Hebrew priest blowing Shofar Comforting Those Who Mourn

A Message on Family Life


Blessed are they who mourn for they shall be comforted. (Matt. 5:4) 

I needed comfort last week while mourning at the funeral of my aunt Helen Jagosz in Caro, a rural city in Michigan’s thumb. Her passing at age 94 was not surprising, but a family member’s death always seems untimely. Yet I thank Yah for this natural event that provides an opportunity to be comforted and to give comfort.

My brother carpooled with me on the nearly two-hour trip to the funeral home. My captive-audience conversation along the way was comforting. We spoke about children, shared concerns about the status of America and noted how well Jeremiah the prophet warns Americans to repent and turn toward Elohim’s Way. For a brother who reads scripture, HalleluYah!

Upon arrival, I was happy to see my mom, dad and two sisters already there. We comforted each other with hugs and kisses. I expressed condolences to my two cousins for the loss of their mother.  They  live  in  Kansas  and  South  Carolina. So we seldom

meet. I comforted my 95-year old uncle Ed. He was sad yet stoic, and his strong, two-fisted handshake was just like I remember as a youth. He kindly thanked me for making the trip. I was supposed to comfort him, yet he made me feel better. For family members to comfort in times of mourning, HalleluYah!

The mourners who gathered found ways to comfort each other. A minister opened her eulogy by explaining Helen’s name was of Greek origin (meaning “torch”). He then read from scripture. As I listened to the readings, I saw my mom’s tears. I meditated on Helen’s married name, “Jagosz” (“Yah-gosh”). I could see Yah’s presence in that Polish name. I felt the comfort of our heavenly Father’s mercy, grace and salvation in Yahshuah. To hear a “yod, gimel and shin” was unexpected. I pictured Helen as a torch among the Gentiles. I wondered about the meaning of her Israelite name. For ministers of Yah who read scripture to others, HalleluYah!
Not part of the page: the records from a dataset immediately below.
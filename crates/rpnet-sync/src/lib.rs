//! # rpnet-sync
//!
//! Coordination primitives over a revisioned KV bucket
//! ([`rpnet_nats::KvBucket`]):
//!
//! | type | guarantee |
//! |------|-----------|
//! | [`Lock`] | at most one holder per name; abandoned locks are reclaimed after `max_lock_age` |
//! | [`LeaderElector`] | at most one leader per key; a new leader emerges within the ttl after the old one stops or goes silent |
//! | [`Store`] | per-key linearizable writes, local reads, replicas converge through [`Merge`] |
//!
//! All three work against any [`rpnet_nats::KvBucket`], including the
//! in-memory [`rpnet_nats::MockKv`].

pub mod error;
pub mod leader;
pub mod lock;
pub mod store;

pub use error::{ElectionError, LockError, StoreError};
pub use leader::{ElectionConfig, LeaderElector};
pub use lock::{LOCK_PREFIX, Lock};
pub use store::{Merge, Store, StoreBuilder};
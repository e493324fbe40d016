use std::collections::HashMap;
use std::future::Future;
use std::sync::{Arc, Mutex, MutexGuard, PoisonError};

use chrono::{DateTime, Utc};
use futures::FutureExt;
use futures::future::BoxFuture;
use tokio_util::sync::CancellationToken;
use tracing::warn;

use crate::config::CronjobData;

/// What a handler returns: optionally a new data payload for the job.
pub type HandlerResult = anyhow::Result<Option<serde_json::Value>>;

pub type HandlerFn = Arc<dyn Fn(JobContext) -> BoxFuture<'static, HandlerResult> + Send + Sync>;

/// Passed to a handler for one run.
#[derive(Debug, Clone)]
pub struct JobContext {
    pub name: String,
    /// Cancelled when the run deadline passes or the node shuts down.
    /// Handlers are expected to watch it; nothing forces them to stop.
    pub cancel: CancellationToken,
    pub data: CronjobData,
    pub scheduled_at: DateTime<Utc>,
}

/// Cronjob name → handler.
///
/// Names are sanitized on the way in and on lookup, so `Node Heartbeat`
/// and `node_heartbeat` are the same handler.
#[derive(Clone, Default)]
pub struct Handlers {
    inner: Arc<Mutex<HashMap<String, HandlerFn>>>,
}

impl Handlers {
    pub fn new() -> Self {
        Self::default()
    }

    /// Register `handler` under `name`, replacing any previous one.
    pub fn add<F, Fut>(&self, name: &str, handler: F)
    where
        F: Fn(JobContext) -> Fut + Send + Sync + 'static,
        Fut: Future<Output = HandlerResult> + Send + 'static,
    {
        let name = sanitize_name(name);
        let handler: HandlerFn = Arc::new(move |ctx| handler(ctx).boxed());
        if self.handlers().insert(name.clone(), handler).is_some() {
            warn!(handler = %name, "Handler registered twice, replacing the previous one");
        }
    }

    pub fn remove(&self, name: &str) -> bool {
        self.handlers().remove(&sanitize_name(name)).is_some()
    }

    pub fn get(&self, name: &str) -> Option<HandlerFn> {
        self.handlers().get(&sanitize_name(name)).cloned()
    }

    pub fn contains(&self, name: &str) -> bool {
        self.handlers().contains_key(&sanitize_name(name))
    }

    /// Registered names, sorted.
    pub fn names(&self) -> Vec<String> {
        let mut names: Vec<String> = self.handlers().keys().cloned().collect();
        names.sort();
        names
    }

    fn handlers(&self) -> MutexGuard<'_, HashMap<String, HandlerFn>> {
        self.inner.lock().unwrap_or_else(PoisonError::into_inner)
    }
}

/// Lowercase `name` and replace everything outside `[a-z0-9_-]` with `_`.
pub fn sanitize_name(name: &str) -> String {
    name.trim()
        .chars()
        .map(|c| c.to_ascii_lowercase())
        .map(|c| match c {
            'a'..='z' | '0'..='9' | '_' | '-' => c,
            _ => '_',
        })
        .collect()
}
The next speaker was a woman from her church. Her verses from The Word brought the mourners more comfort. Later in my personal prayer closet, I was led to read some soothing psalms. Yea, though I walk through the valley of the shadow of death, I will fear no evil for you are with me. Your rod and your staff they comfort me. (23:4) O’ you are the El of my strength! Why do you cast me off? Why go I mourning because of the oppression of the enemy? Send out your light and your truth! Let them lead me. Let them bring me to your holy hill and to your tabernacles. (43:2-3)

After reading, this kind-hearted woman shared a few Helen stories. She noted Helen drove a car around Caro until well into her 90’s (Ed was the navigator). Much to my cousin’s chagrin and neighborhood concerns Ed assumed this task when Helen’s health declined. Michigan has no age restriction for driving. Since my cousins lived so far away, neighbors took turns driving them on errands. Learning that people do such favors brought me more comfort. For a loving community’s care of neighbors, HalleluYah!

My cousin then gave emotional thanks to those who helped support her parents. My eyes were tearful as she comforted her Caro neighbors. When Ed shared Helen’s legacy (encouraging others to read books) and expressed his heart-felt gratitude to all who came to be with him in memory of Helen, I was sniffling. For expressions of comfort and thanks from family, HalleluYah!

Helen’s younger sister also shared a story about when their ailing mother was suffering from Alzheimer’s and dementia. She told us that Helen took a sabbatical from work to care for her mom. I now pray my cousin can honor Helen’s legacy by caring for her dad as he mourns and adjusts to the loss of his 65-year partner. For obedience of Yah’s command to honor parents, HalleluYah!

As I reflect on my aunt’s funeral another comforting verse comes to mind. For the Lamb, who is in the midst of the throne, shall feed them,  and shall lead them to living fountains of waters.

Elohim shall wipe away all tears from their eyes. (Rev. 7:17)

Although often read at funerals, Yah’s message is to everyone, not just those mourning a loved one’s loss. While experiencing tough times in life, it’s a comfort to know a tender Elohim wipes away tears. Pain and suffering can be physical, emotional, mental or spiritual. Yet no matter how much it hurts, it will all end in the next life. This is a promise to hold in our heart. Trust that Yah will dry our tears, give us a compassionate embrace. He can and will do that. We also can do that for our family and friends on any day.